Le Colombien Juan Gabriel Vásquez à la une des libraires avec son roman « Les Réputations »

Javier Mallarino est un peu le Plantu colombien. Ses caricatures sur l’actualité politique ont acquis un tel poids qu’elles peuvent en un jour détruire une célébrité ou mettre un inconnu sous les feux de la mode. Il a soixante-cinq ans, il jouit tranquillement de sa notoriété, conscient de son rôle de justicier, jusqu’au jour où…

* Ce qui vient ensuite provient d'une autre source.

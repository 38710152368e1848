//! # zajel-transport
//!
//! Peer-to-peer transport: QUIC/TLS 1.3 connections carrying two logical
//! streams per peer (`messages`, `files`), the in-band identity handshake,
//! and send-side backpressure (`spec.md` §4.5).
//!
//! ## Architecture
//!
//! ```text
//! Application
//!     |
//!     v
//! handshake.rs   -- in-band public-key exchange, gates AEAD traffic
//!     |
//!     v
//! backpressure.rs -- high/low watermark pause on the files stream
//!     |
//!     v
//! QuicNode (quic.rs) -- QUIC/TLS 1.3, two bidirectional streams per peer
//!     |
//!     v
//! UDP socket
//! ```
//!
//! TLS authenticates nothing here; the handshake module performs the
//! actual peer-identity check once streams are open, mirroring a WebRTC
//! data channel's "ordered, unauthenticated transport plus in-band
//! verification" model.

pub mod backpressure;
pub mod handshake;
pub mod quic;

/// Error types for transport operations.
#[derive(Debug, thiserror::Error)]
pub enum TransportError {
    /// Serialization error.
    #[error("serialization error: {0}")]
    Serialization(String),

    /// Deserialization error.
    #[error("deserialization error: {0}")]
    Deserialization(String),

    /// Protocol violation (oversize frame, out-of-order handshake, etc.).
    #[error("protocol violation: {0}")]
    ProtocolViolation(String),

    /// Invalid or malformed packet.
    #[error("invalid packet: {0}")]
    InvalidPacket(String),

    /// The in-band handshake public key did not match the one learned via
    /// signaling (`spec.md` §4.5 step 2).
    #[error("handshake key mismatch")]
    HandshakeMismatch,

    /// Cryptographic operation failed.
    #[error("crypto error: {0}")]
    Crypto(String),

    /// TLS/certificate error.
    #[error("TLS error: {0}")]
    Tls(String),

    /// QUIC connection error.
    #[error("connection error: {0}")]
    Connection(String),

    /// I/O error (socket, stream read/write).
    #[error("I/O error: {0}")]
    Io(String),

    /// Internal error (should not occur in normal operation).
    #[error("internal error: {0}")]
    Internal(String),
}

/// Result type alias for transport operations.
pub type Result<T> = std::result::Result<T, TransportError>;

#[cfg(test)]
mod tests {
    use super::*;

    #[test]
    fn test_error_display() {
        let err = TransportError::Serialization("test".to_string());
        assert_eq!(err.to_string(), "serialization error: test");
    }

    #[test]
    fn test_error_variants() {
        let _e1 = TransportError::Serialization("s".into());
        let _e2 = TransportError::Deserialization("d".into());
        let _e3 = TransportError::ProtocolViolation("p".into());
        let _e4 = TransportError::InvalidPacket("i".into());
        let _e5 = TransportError::HandshakeMismatch;
        let _e6 = TransportError::Crypto("c".into());
        let _e7 = TransportError::Tls("t".into());
        let _e8 = TransportError::Connection("conn".into());
        let _e9 = TransportError::Io("io".into());
        let _e10 = TransportError::Internal("int".into());
    }
}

Il a été précédé à Bogotá par Ricardo Rendón, qui après des années de dessins très féroces qui s’attaquaient à ce qui alors était considéré comme intouchable, s’est suicidé en 1931 à l’âge de 37 ans, sans qu’on n’ait jamais compris les raisons profondes de son geste. Mallarino est, quatre-vingts ans plus tard, obsédé par ce modèle qu’il n’a pas connu mais qui est présent dans sa vie et dans ses réflexions sur son métier, ce qui ne l’empêche pas de vivre, ou plutôt de tenter de vivre normalement. Mais est-ce possible quand tout le pays vous connaît et vous redoute, et quand, au même moment, les difficultés s’accumulent dans votre couple ? Et si l’irruption d’une jeune femme qui l’oblige à remuer des souvenirs qu’il avait soigneusement refoulés vient s’ajouter au malaise personnel, il en est réduit à affronter une remise en cause totale du professionnel et de l’homme.

Que s’est-il passé, vingt-huit ans plus tôt, pendant une soirée qu’il avait organisée chez lui ? La visite inattendue de Cuéllar, un député souvent malmené par le dessinateur, ses propos peu convaincants, puis la découverte de la fille de Mallarino et de sa copine Samantha ivres mortes toutes deux, et le lendemain dans le journal le plus lu de Bogotá une caricature terrible contre Cuéllar, qui, après une descente aux enfers finira des années plus tard par se suicider dans l’indifférence générale.

Autour de cette histoire, Juan Gabriel Vásquez nous pose un certain nombre de questions en rapport direct avec notre monde, celui des médias en particulier : en vertu de quoi peut-on lancer des rumeurs que rien au fond n’étaie ? Peut-on profiter, voire abuser du pouvoir conféré par une carrière solide, pour faire plonger un homme, même discutable ? Où se trouve la limite entre dessins publiés et vie privée ? Mallarino ne prend conscience de cela que le jour où sa propre vie privée vacille, ce qui paradoxalement, le rend aussi humain que sa victime qui elle-même ne semblait pas un parangon de vertu. L’humour est une arme redoutable, ce cliché a rarement été aussi bien exploité que dans ce roman dans lequel la banalité de l’idée prend une profondeur dramatique, confrontée qu’elle est à l’humanité de ses personnages, à la relativité d’une réputation. Une fois de plus Juan Gabriel Vásquez réussit un récit qui mêle mystère et psychologie, problèmes sociaux et problèmes individuels, le tout dans un bel équilibre.

Christian ROINAT

 Les réputations de Juan Gabriel Vásquez:, traduit de l’espagnol (Colombie) par Isabelle Gugnon, éd. Le Seuil, 188 p., 18 €.
Juan Gabriel Vásquez en espagnol : Los informantes / Historia secreta de Costaguana / Los amantes de Todos los Santos / El ruido de las cosas al caer, ediciones Alfaguara, Madrid.
Juan Gabriel Vásquez en français : Les dénonciateurs, éd. Actes Sud / Histoire secrète du Costaguana / Les amants de la Toussaint / Le bruit des choses qui tombent, éd. Le Seuil.